No cayó ni una gota de agua, sólo rayos, truenos y un viento frío que se cuela por todas las hendiduras produciendo sonidos que hacen temblar el alma, porque parecen llantos, llantos contenidos en miles de ojos que se quedaron secos de tanto llorar. Intento borrar de mi mente los recuerdos que aún duelen, y es imposible. Vuelven las imágenes de tantos cuerpos exánimes quietos para siempre con los ojos abiertos viendo la eternidad en cada rincón de la plaza y los edificios cercanos, inclusive éste donde vivo. A veces creo ver esos rostros que desaparecieron para siempre, siento que deambulan aún en el silencio… Cuando eso me ocurre sacudo la cabeza y sigo adelante.
Vuelvo a mi realidad, creo que ya no se escucha ruido afuera, me asomo por la ventana y todo se ve tranquilo. La luna de nuevo refleja su luz blanca con fría indiferencia desde su mullido lecho nocturno. Debo estar loco, todo fue un mal pensamiento producto de la soledad y los recuerdos. Me tiendo boca arriba imaginando que Amelia está a mi lado, rezo un Padre Nuestro, pienso que mañana será otro día y todo habrá pasado de nuevo. La vida sigue y yo estoy vivo. Por fin me quedo dormido.

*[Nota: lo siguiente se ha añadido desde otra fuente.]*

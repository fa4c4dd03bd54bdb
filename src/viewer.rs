//! Read-side filtering and display over the combined artifact.

use crate::record::{MergedRow, OUTPUT_COLUMNS};

/// Filters applied by the `view` command. All are optional; a days bound
/// drops rows whose `days_until_submission` is the sentinel.
#[derive(Clone, Debug, Default)]
pub struct ViewFilter {
    /// Exact match on the record's source tag.
    pub source: Option<String>,
    pub min_days: Option<i64>,
    pub max_days: Option<i64>,
}

pub fn filter_rows(rows: &[MergedRow], filter: &ViewFilter) -> Vec<MergedRow> {
    rows.iter()
        .filter(|row| {
            if let Some(source) = &filter.source {
                if &row.source != source {
                    return false;
                }
            }
            if filter.min_days.is_some() || filter.max_days.is_some() {
                let days = match row.days() {
                    Some(d) => d,
                    None => return false,
                };
                if let Some(min) = filter.min_days {
                    if days < min {
                        return false;
                    }
                }
                if let Some(max) = filter.max_days {
                    if days > max {
                        return false;
                    }
                }
            }
            true
        })
        .cloned()
        .collect()
}

/// Distinct source tags present, in first-seen order.
pub fn source_tags(rows: &[MergedRow]) -> Vec<String> {
    let mut tags: Vec<String> = Vec::new();
    for row in rows {
        if !tags.contains(&row.source) {
            tags.push(row.source.clone());
        }
    }
    tags
}

/// Render rows as an aligned plain-text table with the artifact's header.
pub fn render_table(rows: &[MergedRow]) -> String {
    let mut widths: Vec<usize> = OUTPUT_COLUMNS.iter().map(|c| c.len()).collect();
    for row in rows {
        for (i, value) in row.values().iter().enumerate() {
            widths[i] = widths[i].max(value.chars().count());
        }
    }

    let render_line = |values: &[&str]| -> String {
        values
            .iter()
            .enumerate()
            .map(|(i, v)| format!("{:<width$}", v, width = widths[i]))
            .collect::<Vec<_>>()
            .join("  ")
            .trim_end()
            .to_string()
    };

    let mut out = String::new();
    out.push_str(&render_line(&OUTPUT_COLUMNS));
    out.push('\n');
    for row in rows {
        out.push_str(&render_line(&row.values()));
        out.push('\n');
    }
    out
}
//! Schema Normalizer: maps each source's raw columns onto the canonical
//! record shape.
//!
//! Every source is described by one declarative [`Transform`] (a rename
//! table plus derived-field rules) so adding a source never touches the
//! merge, date, or output stages.

use std::path::Path;

use itertools::Itertools;
use lazy_static::lazy_static;
use regex::Regex;

use crate::error::{PipelineError, Result};
use crate::record::SENTINEL;
use crate::sources::Source;

lazy_static! {
    /// Web3 organisation chains embed the state as "Govt of <name>|...".
    static ref GOVT_RE: Regex = Regex::new(r"Govt of ([^|]*)").unwrap();
}

/// One raw export file, loaded whole: header row plus textual records.
pub struct RawTable {
    pub headers: Vec<String>,
    pub rows: Vec<csv::StringRecord>,
}

impl RawTable {
    pub fn load(path: &Path, delimiter: u8) -> Result<RawTable> {
        let mut reader = csv::ReaderBuilder::new()
            .delimiter(delimiter)
            .flexible(true)
            .from_path(path)?;
        let headers = reader
            .headers()?
            .iter()
            .map(|h| h.trim().to_string())
            .collect();
        let rows = reader
            .records()
            .collect::<std::result::Result<Vec<_>, _>>()?;
        Ok(RawTable { headers, rows })
    }

    pub fn column_index(&self, name: &str) -> Option<usize> {
        self.headers.iter().position(|h| h == name)
    }
}

/// How one canonical field is produced from a raw row.
#[derive(Clone, Copy, Debug)]
enum FieldRule {
    /// Copy the named raw column verbatim.
    Column(&'static str),
    /// Copy the raw column at a fixed position (for unlabeled columns).
    ColumnAt(usize),
    /// The field is not available from this source.
    Sentinel,
    /// First whitespace-delimited token of the named raw column.
    FirstWord(&'static str),
    /// First `n` pipe-delimited segments of the named raw column, re-joined.
    PipePrefix(&'static str, usize),
    /// Substring after "Govt of " up to the next pipe, searched within the
    /// first `n` pipe segments of the named raw column, trimmed.
    GovtOf(&'static str, usize),
}

/// Declarative mapping from one source's raw columns onto the canonical
/// schema. One rule per canonical field, in canonical field order.
struct Transform {
    auction_id: FieldRule,
    organisation_name: FieldRule,
    location: FieldRule,
    deadline: FieldRule,
    reserve_price: FieldRule,
    emd: FieldRule,
    category: FieldRule,
    /// Replace any remaining empty value with the sentinel.
    fill_empty: bool,
}

fn transform_for(source: Source) -> Transform {
    use FieldRule::*;
    match source {
        Source::Ibbi => Transform {
            auction_id: Column("CIN No."),
            organisation_name: Column("Name of Corporate Debtor"),
            location: Sentinel,
            deadline: Column("Last date of Submission"),
            reserve_price: Column("Reserve Price"),
            emd: Sentinel,
            category: Sentinel,
            fill_empty: false,
        },
        Source::Albion => Transform {
            auction_id: Column("Auction ID"),
            organisation_name: Column("Bank Name"),
            location: Column("Location"),
            deadline: Column("Auction Date"),
            reserve_price: Column("Reserve Price"),
            emd: Sentinel,
            category: FirstWord("Heading"),
            fill_empty: false,
        },
        // The BankE table carries several unlabeled and unused columns
        // (serial index, DRT Name, Event Type, Asset on Auction); selecting
        // only the fields below drops them. The auction category lives in
        // the table's unlabeled fourteenth column.
        Source::BankE => Transform {
            auction_id: Column("Auction ID"),
            organisation_name: Column("Bank/Organisation Name"),
            location: Column("City/District"),
            deadline: Column("Sealed Bid Submission last date"),
            reserve_price: Column("Reserve Price"),
            emd: Column("EMD"),
            category: ColumnAt(13),
            fill_empty: false,
        },
        Source::Web3 => Transform {
            auction_id: Column("Auction ID"),
            organisation_name: PipePrefix("Organisation Chain", 3),
            location: GovtOf("Organisation Chain", 3),
            deadline: Column("Submission End Date"),
            reserve_price: Column("Starting Price"),
            emd: Column("EMD Amount"),
            category: Column("Product Category"),
            fill_empty: true,
        },
    }
}

impl Transform {
    fn rules(&self) -> [FieldRule; 7] {
        [
            self.auction_id,
            self.organisation_name,
            self.location,
            self.deadline,
            self.reserve_price,
            self.emd,
            self.category,
        ]
    }
}

/// A canonical-shaped row before deadline parsing: the deadline is still the
/// source's raw text.
#[derive(Clone, Debug, PartialEq)]
pub struct NormalizedRow {
    pub auction_id: String,
    pub organisation_name: String,
    pub location: String,
    pub raw_deadline: String,
    pub reserve_price: String,
    pub emd: String,
    pub category: String,
}

/// Normalize one source's raw table onto the canonical schema.
///
/// Fails with [`PipelineError::SourceMalformed`] when a column the source's
/// transform references is absent; the caller isolates that failure to this
/// source.
pub fn normalize(source: Source, path: &Path, table: &RawTable) -> Result<Vec<NormalizedRow>> {
    let transform = transform_for(source);
    validate_columns(source, path, table, &transform)?;

    let finish = |value: String| {
        if transform.fill_empty && value.is_empty() {
            SENTINEL.to_string()
        } else {
            value
        }
    };
    let rows = table
        .rows
        .iter()
        .map(|row| NormalizedRow {
            auction_id: finish(apply_rule(&transform.auction_id, table, row)),
            organisation_name: finish(apply_rule(&transform.organisation_name, table, row)),
            location: finish(apply_rule(&transform.location, table, row)),
            raw_deadline: finish(apply_rule(&transform.deadline, table, row)),
            reserve_price: finish(apply_rule(&transform.reserve_price, table, row)),
            emd: finish(apply_rule(&transform.emd, table, row)),
            category: finish(apply_rule(&transform.category, table, row)),
        })
        .collect();

    Ok(rows)
}

fn validate_columns(
    source: Source,
    path: &Path,
    table: &RawTable,
    transform: &Transform,
) -> Result<()> {
    let mut missing: Vec<String> = Vec::new();
    for rule in transform.rules() {
        match rule {
            FieldRule::Column(name)
            | FieldRule::FirstWord(name)
            | FieldRule::PipePrefix(name, _)
            | FieldRule::GovtOf(name, _) => {
                if table.column_index(name).is_none() {
                    missing.push(format!("'{}'", name));
                }
            }
            FieldRule::ColumnAt(idx) => {
                if table.headers.len() <= idx {
                    missing.push(format!(
                        "column at position {} (table has {})",
                        idx,
                        table.headers.len()
                    ));
                }
            }
            FieldRule::Sentinel => {}
        }
    }
    if missing.is_empty() {
        Ok(())
    } else {
        Err(PipelineError::SourceMalformed {
            source_name: source.name().to_string(),
            path: path.to_path_buf(),
            reason: format!("missing expected column(s): {}", missing.join(", ")),
        })
    }
}

fn apply_rule(rule: &FieldRule, table: &RawTable, row: &csv::StringRecord) -> String {
    let cell = |name: &str| -> String {
        table
            .column_index(name)
            .and_then(|idx| row.get(idx))
            .unwrap_or("")
            .trim()
            .to_string()
    };
    match rule {
        FieldRule::Column(name) => cell(name),
        FieldRule::ColumnAt(idx) => row.get(*idx).unwrap_or("").trim().to_string(),
        FieldRule::Sentinel => SENTINEL.to_string(),
        FieldRule::FirstWord(name) => cell(name)
            .split_whitespace()
            .next()
            .unwrap_or("")
            .to_string(),
        FieldRule::PipePrefix(name, n) => cell(name).split('|').take(*n).join("|"),
        FieldRule::GovtOf(name, n) => {
            let prefix = cell(name).split('|').take(*n).join("|");
            GOVT_RE
                .captures(&prefix)
                .and_then(|caps| caps.get(1))
                .map(|m| m.as_str().trim().to_string())
                .unwrap_or_default()
        }
    }
}
//! Canonical record shapes shared by the whole pipeline.

use chrono::NaiveDate;
use serde::{Deserialize, Serialize};

use crate::sources::Source;

/// Literal marking an intentionally absent field value.
pub const SENTINEL: &str = "-";

/// Column order of the combined artifact, fixed across runs.
pub const OUTPUT_COLUMNS: [&str; 9] = [
    "auction_id",
    "organisation_name",
    "location",
    "last_date_of_submission",
    "reserve_price",
    "emd",
    "category",
    "source",
    "days_until_submission",
];

/// One normalized auction notice. The deadline is held as a parsed calendar
/// date (or missing) until output time; everything else stays textual
/// because raw currency formatting varies across sources and is not parsed.
#[derive(Clone, Debug, PartialEq)]
pub struct CanonicalRecord {
    pub auction_id: String,
    pub organisation_name: String,
    pub location: String,
    pub last_date_of_submission: Option<NaiveDate>,
    pub reserve_price: String,
    pub emd: String,
    pub category: String,
    pub source: Source,
}

/// One row of the combined artifact: the eight canonical fields rendered as
/// text plus the derived `days_until_submission`.
///
/// Serde field names are exactly the artifact's header names, so this type
/// round-trips through the CSV layer by name.
#[derive(Clone, Debug, Serialize, Deserialize, PartialEq)]
pub struct MergedRow {
    pub auction_id: String,
    pub organisation_name: String,
    pub location: String,
    pub last_date_of_submission: String,
    pub reserve_price: String,
    pub emd: String,
    pub category: String,
    pub source: String,
    pub days_until_submission: String,
}

impl MergedRow {
    /// Numeric view of `days_until_submission`; the sentinel (or any other
    /// non-numeric text) is `None`.
    pub fn days(&self) -> Option<i64> {
        self.days_until_submission.trim().parse().ok()
    }

    /// Field values in artifact column order.
    pub fn values(&self) -> [&str; 9] {
        [
            &self.auction_id,
            &self.organisation_name,
            &self.location,
            &self.last_date_of_submission,
            &self.reserve_price,
            &self.emd,
            &self.category,
            &self.source,
            &self.days_until_submission,
        ]
    }
}

#[cfg(test)]
mod tests {
    use super::*;

    fn row(days: &str) -> MergedRow {
        MergedRow {
            auction_id: "A1".into(),
            organisation_name: "Bank".into(),
            location: SENTINEL.into(),
            last_date_of_submission: "01-06-2025".into(),
            reserve_price: "1,00,000".into(),
            emd: SENTINEL.into(),
            category: SENTINEL.into(),
            source: "IBBI".into(),
            days_until_submission: days.into(),
        }
    }

    #[test]
    fn test_days_parses_signed_values() {
        assert_eq!(row("7").days(), Some(7));
        assert_eq!(row("-12").days(), Some(-12));
        assert_eq!(row(SENTINEL).days(), None);
        assert_eq!(row("soon").days(), None);
    }
}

A la mañana siguiente, cruzo la plaza para tomar un transporte que me lleve al trabajo. Voy lleno de optimismo y buena disposición para sacarle el mejor partido a la vida. Al pasar por en medio de la plaza, veo cal tirada por doquier, un tenis abandonado sin su par y en un rincón, una camisa blanca desgarrada y con manchas rojas, cierro los ojos por un momento, y con el corazón estremecido, no puedo evitar que una lágrima rebelde con una pregunta que se pierde en el mañana…¿HASTA CUÁNDO? ¿HASTA CUÁNDO?